I know for me, New Years Eve as a night out stopped after the Millennium. Anyone remember how the taxis, pubs and nightclubs decided that this was the night to screw everyone by adding on big surcharges. And it turned out to be a massive damp squib. Haven't been out on NYE since. Usuall rent a house down the Country with friends and head away for a couple of days.


----------



## Deiseblue (9 Dec 2009)

Down to the local in Waterford with my mates for a rake of large bottles accompanied by the usual BS - next year could be our year for an All Ireland , John O'Shea will be made Captain of United and the return of the Tall Ships ( oh hang on , the last one is fact ! )


----------



## Purple (9 Dec 2009)

Most years Mrs. Purple (the little woman, her in-doors, the wife) works New Year's Eve so it's a night in with the kids.


----------



## ney001 (9 Dec 2009)

Usually a night in, make dinner for the folks, few bottles of beer!,

Although, we are getting married before christmas so might attempt something a little more rose-mantic this New Years eve!


----------



## truthseeker (9 Dec 2009)

ney001 said:


> Although, we are getting married before christmas so might attempt something a little more rose-mantic this New Years eve!


 
Sounds nice 

I often thought of going off to some beautiful city like Rome or Venice and spending New Years sipping a glass of wine in some beautiful setting - but then I wonder if all settings are ruined by loads of drunken people falling out of pubs and clubs?

Anyone tried it away?


----------



## ney001 (9 Dec 2009)

truthseeker said:


> Sounds nice
> 
> I often thought of going off to some beautiful city like Rome or Venice and spending New Years sipping a glass of wine in some beautiful setting - but then I wonder if all settings are ruined by loads of drunken people falling out of pubs and clubs?
> 
> Anyone tried it away?



We will be heading off for a few days in January by way of honeymoon - definitely going to wait until after new years, I don't like to be away from home on Christmas or New Years!  -


----------



## Caveat (9 Dec 2009)

Went to Paris a few years ago - just the two of us.

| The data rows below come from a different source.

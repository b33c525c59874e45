//! Test doubles shared by the unit tests of several modules.

use crate::traits::WindowManager;
use std::cell::RefCell;
use std::collections::HashSet;

/// A window manager that records every call made to it and keeps an
/// in-memory set of occupied desktops.
///
/// Fresh desktops are named `desk0`, `desk1`, …; destroyed ids are handed
/// out again (most recently destroyed first) before new ones are minted.
#[derive(Debug, Default)]
pub(crate) struct RecorderWm {
    pub focused: String,
    pub occupied: RefCell<HashSet<String>>,
    pub created: Vec<String>,
    pub destroyed: Vec<String>,
    pub focus_calls: RefCell<Vec<String>>,
    pub claims: RefCell<Vec<String>>,
    pub fail_create: bool,
    pub fail_occupied: bool,
    pub fail_destroy: bool,
    pub fail_focus: bool,
    next_id: u32,
    recycled: Vec<String>,
}

#[derive(Debug, thiserror::Error)]
#[error("recorder error")]
pub(crate) struct RecorderErr;

impl RecorderWm {
    pub fn new(focused: &str) -> Self {
        Self {
            focused: focused.into(),
            ..Self::default()
        }
    }

    pub fn occupy(&self, id: &str) {
        self.occupied.borrow_mut().insert(id.into());
    }

    pub fn vacate(&self, id: &str) {
        self.occupied.borrow_mut().remove(id);
    }
}

impl WindowManager for RecorderWm {
    type Error = RecorderErr;

    fn focused_desktop(&self) -> Result<String, RecorderErr> {
        Ok(self.focused.clone())
    }

    fn create_desktop(&mut self) -> Result<String, RecorderErr> {
        if self.fail_create {
            return Err(RecorderErr);
        }
        let id = match self.recycled.pop() {
            Some(id) => id,
            None => {
                let id = format!("desk{}", self.next_id);
                self.next_id += 1;
                id
            }
        };
        self.created.push(id.clone());
        Ok(id)
    }

    fn destroy_desktop(&mut self, id: &str) -> Result<(), RecorderErr> {
        if self.fail_destroy {
            return Err(RecorderErr);
        }
        self.destroyed.push(id.into());
        self.recycled.push(id.into());
        Ok(())
    }

    fn focus_desktop(&self, id: &str) -> Result<(), RecorderErr> {
        if self.fail_focus {
            return Err(RecorderErr);
        }
        self.focus_calls.borrow_mut().push(id.into());
        Ok(())
    }

    fn is_occupied(&self, id: &str) -> Result<bool, RecorderErr> {
        if self.fail_occupied {
            return Err(RecorderErr);
        }
        Ok(self.occupied.borrow().contains(id))
    }

    fn claim_focused_window(&self, id: &str) -> Result<(), RecorderErr> {
        self.claims.borrow_mut().push(id.into());
        Ok(())
    }
}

It was really nice actually - perfect crisp clear weather, all fairly quiet and civilised celebration wise.  Almost everywhere (inc. bars/restaurants) ground to a halt around 5 or 6 PM though.  Amazing fireworks in the city centre, all the landmarks beautifully decorated.

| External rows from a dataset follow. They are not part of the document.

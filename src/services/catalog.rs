//! Catalog Store
//!
//! Product listing consulted by the order workflow to snapshot prices.
//! Changing or removing a product never rewrites existing orders: order
//! lines keep their `price_at_time`, and removal only nulls the line's
//! product reference.

use chrono::Utc;
use rust_decimal::Decimal;
use sea_orm::{
    ActiveModelTrait, ColumnTrait, ConnectionTrait, DatabaseConnection, EntityTrait, QueryFilter,
    QueryOrder, Set,
};
use tracing::info;

use crate::entities::{prelude::Products, products};
use crate::services::error::ServiceError;
use crate::services::policy::{authorize, Action, Actor};
use crate::services::price_utils::check_price;

#[derive(Debug, Clone)]
pub struct NewProduct {
    pub name: String,
    pub category: String,
    pub price: Decimal,
    pub image: Option<String>,
}

/// Partial product update; `None` leaves the field untouched
#[derive(Debug, Clone, Default)]
pub struct ProductChanges {
    pub name: Option<String>,
    pub category: Option<String>,
    pub price: Option<Decimal>,
    pub image: Option<String>,
}

/// Look up a product on any connection, including an open transaction
pub async fn find_product<C: ConnectionTrait>(
    conn: &C,
    product_id: i32,
) -> Result<products::Model, ServiceError> {
    Products::find_by_id(product_id)
        .one(conn)
        .await?
        .ok_or_else(|| ServiceError::not_found("Product", product_id))
}

fn required_text(field: &str, value: &str) -> Result<String, ServiceError> {
    let trimmed = value.trim();
    if trimmed.is_empty() {
        return Err(ServiceError::Validation(format!("{} cannot be empty", field)));
    }
    Ok(trimmed.to_string())
}

#[derive(Clone)]
pub struct CatalogService {
    db: DatabaseConnection,
}

impl CatalogService {
    pub fn new(db: DatabaseConnection) -> Self {
        Self { db }
    }

    /// Public listing, grouped by category then name
    pub async fn list_products(
        &self,
        category: Option<&str>,
    ) -> Result<Vec<products::Model>, ServiceError> {
        let mut select = Products::find();
        if let Some(category) = category.map(str::trim).filter(|c| !c.is_empty()) {
            select = select.filter(products::Column::Category.eq(category));
        }

        Ok(select
            .order_by_asc(products::Column::Category)
            .order_by_asc(products::Column::Name)
            .all(&self.db)
            .await?)
    }

    pub async fn get_product(&self, product_id: i32) -> Result<products::Model, ServiceError> {
        find_product(&self.db, product_id).await
    }

    pub async fn create_product(
        &self,
        actor: &Actor,
        new_product: NewProduct,
    ) -> Result<products::Model, ServiceError> {
        authorize(actor, &Action::ManageCatalog)?;

        let now = Utc::now();
        let product = products::ActiveModel {
            name: Set(required_text("name", &new_product.name)?),
            category: Set(required_text("category", &new_product.category)?),
            price: Set(check_price(new_product.price)?),
            image: Set(new_product.image.filter(|i| !i.trim().is_empty())),
            created_at: Set(now),
            updated_at: Set(now),
            ..Default::default()
        }
        .insert(&self.db)
        .await?;

        info!(product_id = product.id, name = %product.name, price = %product.price, "Product created");
        Ok(product)
    }

    pub async fn update_product(
        &self,
        actor: &Actor,
        product_id: i32,
        changes: ProductChanges,
    ) -> Result<products::Model, ServiceError> {
        authorize(actor, &Action::ManageCatalog)?;

        let existing = find_product(&self.db, product_id).await?;
        let mut active: products::ActiveModel = existing.into();

        if let Some(name) = changes.name {
            active.name = Set(required_text("name", &name)?);
        }
        if let Some(category) = changes.category {
            active.category = Set(required_text("category", &category)?);
        }
        if let Some(price) = changes.price {
            active.price = Set(check_price(price)?);
        }
        if let Some(image) = changes.image {
            active.image = Set(Some(image).filter(|i| !i.trim().is_empty()));
        }
        active.updated_at = Set(Utc::now());

        let product = active.update(&self.db).await?;
        info!(product_id = product.id, price = %product.price, "Product updated");
        Ok(product)
    }

    /// Remove a product. Order lines referencing it stay, with a null product.
    pub async fn delete_product(&self, actor: &Actor, product_id: i32) -> Result<(), ServiceError> {
        authorize(actor, &Action::ManageCatalog)?;

        let result = Products::delete_by_id(product_id).exec(&self.db).await?;
        if result.rows_affected == 0 {
            return Err(ServiceError::not_found("Product", product_id));
        }

        info!(product_id = product_id, "Product removed from catalog");
        Ok(())
    }
}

Walking around frosty cobbled streets and in some of the lovely parks the next day with our red cheeks and noses,  shaking off a hangover with chocolate/coffee/pastries.

In fact, I would like to do it again.


----------



## Mpsox (9 Dec 2009)

Me, the wife, a bottle of wine, a tube of pringles, a decent DVD so we don't have to watch whatever garbage is on the TV, smallie tucked up in her cot. Sure what more would you want???


----------



## Booter (9 Dec 2009)

Chez Indiansign, every few years there might be a family get together and that makes an occasion of it. Other than that we tend to stay at home and flick around the various countdown shows on TV.The past NYEs have been spent in the very pleasant company of Jools Holland, although since I found out that the show is pre-recorded, we might do our counting down with someone else this year.

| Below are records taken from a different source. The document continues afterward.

//! Error taxonomy shared by every service

use sea_orm::DbErr;
use thiserror::Error;

/// Errors surfaced by catalog, address book, directory and order workflow
/// operations. Nothing is retried; a failed mutation leaves the store as
/// it was.
#[derive(Debug, Error)]
pub enum ServiceError {
    /// Unknown order, user, address or product id
    #[error("{0} not found")]
    NotFound(String),

    /// Malformed input, empty item list, missing revision reason
    #[error("Validation error: {0}")]
    Validation(String),

    /// Status move the workflow does not allow
    #[error("Invalid status transition: {0}")]
    InvalidTransition(String),

    /// The acting user's role does not allow the action
    #[error("Forbidden: {0}")]
    Forbidden(String),

    /// Another writer changed the record first
    #[error("Conflict: {0}")]
    Conflict(String),

    #[error("Database error: {0}")]
    Database(#[from] DbErr),
}

impl ServiceError {
    pub fn not_found(kind: &str, id: i32) -> Self {
        ServiceError::NotFound(format!("{} {}", kind, id))
    }

    /// Stable code for programmatic handling by clients
    pub fn code(&self) -> &'static str {
        match self {
            ServiceError::NotFound(_) => "NOT_FOUND",
            ServiceError::Validation(_) => "VALIDATION_ERROR",
            ServiceError::InvalidTransition(_) => "INVALID_TRANSITION",
            ServiceError::Forbidden(_) => "FORBIDDEN",
            ServiceError::Conflict(_) => "CONFLICT",
            ServiceError::Database(_) => "DATABASE_ERROR",
        }
    }
}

I do often find that there's an element of celebration-fatigue by the time 31/12 kicks in - and also something depressing about counting down to the beginning of the dreariest month of the calendar!  (I know, Bah! Humbug)


----------



## bren1916 (9 Dec 2009)

We had a power cut last NYE - funniest thing in years evern tho' we were home with kids in bed. Lit candles and laughed thinking about the local nightclub..
Would've been good craic in the local though!


----------



## liaconn (9 Dec 2009)

I think, like a lot of people, I really see September as the start of another year/new beginning, all the rest.  New Year's Eve/Day for me  just means the end of Christmas/back to work/totally broke/really cold and dreary/weeks and weeks to the next break.


----------



## Sunny (9 Dec 2009)

liaconn said:


> I think, like a lot of people, I really see September as the start of another year/new beginning, all the rest. New Year's Eve/Day for me just means the end of Christmas/back to work/totally broke/really cold and dreary/weeks and weeks to the next break.


 
Can I come to your party!


----------



## liaconn (9 Dec 2009)

Sunny said:


> Can I come to your party!


 


I know. I'm a laugh a minute at that time of year. 
I loooooooove Christmas though, honest, even all the corny music.


----------



## Caveat (9 Dec 2009)

Sunny said:


> Can I come to your party!


 
Well since her celebrations apparently start in *September* it mightn't be such a bad party after all!


----------



## Kine (9 Dec 2009)

I watched 300 last year. Awesome way to ring in the new year..

"this is NEW YEAR...." argghhhhhhhhhh


----------



## Ciaraella (10 Dec 2009)

Mpsox said:


> Me, the wife, a bottle of wine, a tube of pringles, a decent DVD so we don't have to watch whatever garbage is on the TV, smallie tucked up in her cot. Sure what more would you want???


 

Sounds gorgeous. That's my ideal new year's eve, I get a bit embarrassed with the auld lang syne (sorry can't spell that) and my friends and family that insist on going out onto the road to see the neighbours at twelve. A quiet night sounds much better!


----------



## MANTO (10 Dec 2009)

Off to Mayo - hotel booked in town centre - walking distance from the pubs


----------



## Tinker Bell (11 Dec 2009)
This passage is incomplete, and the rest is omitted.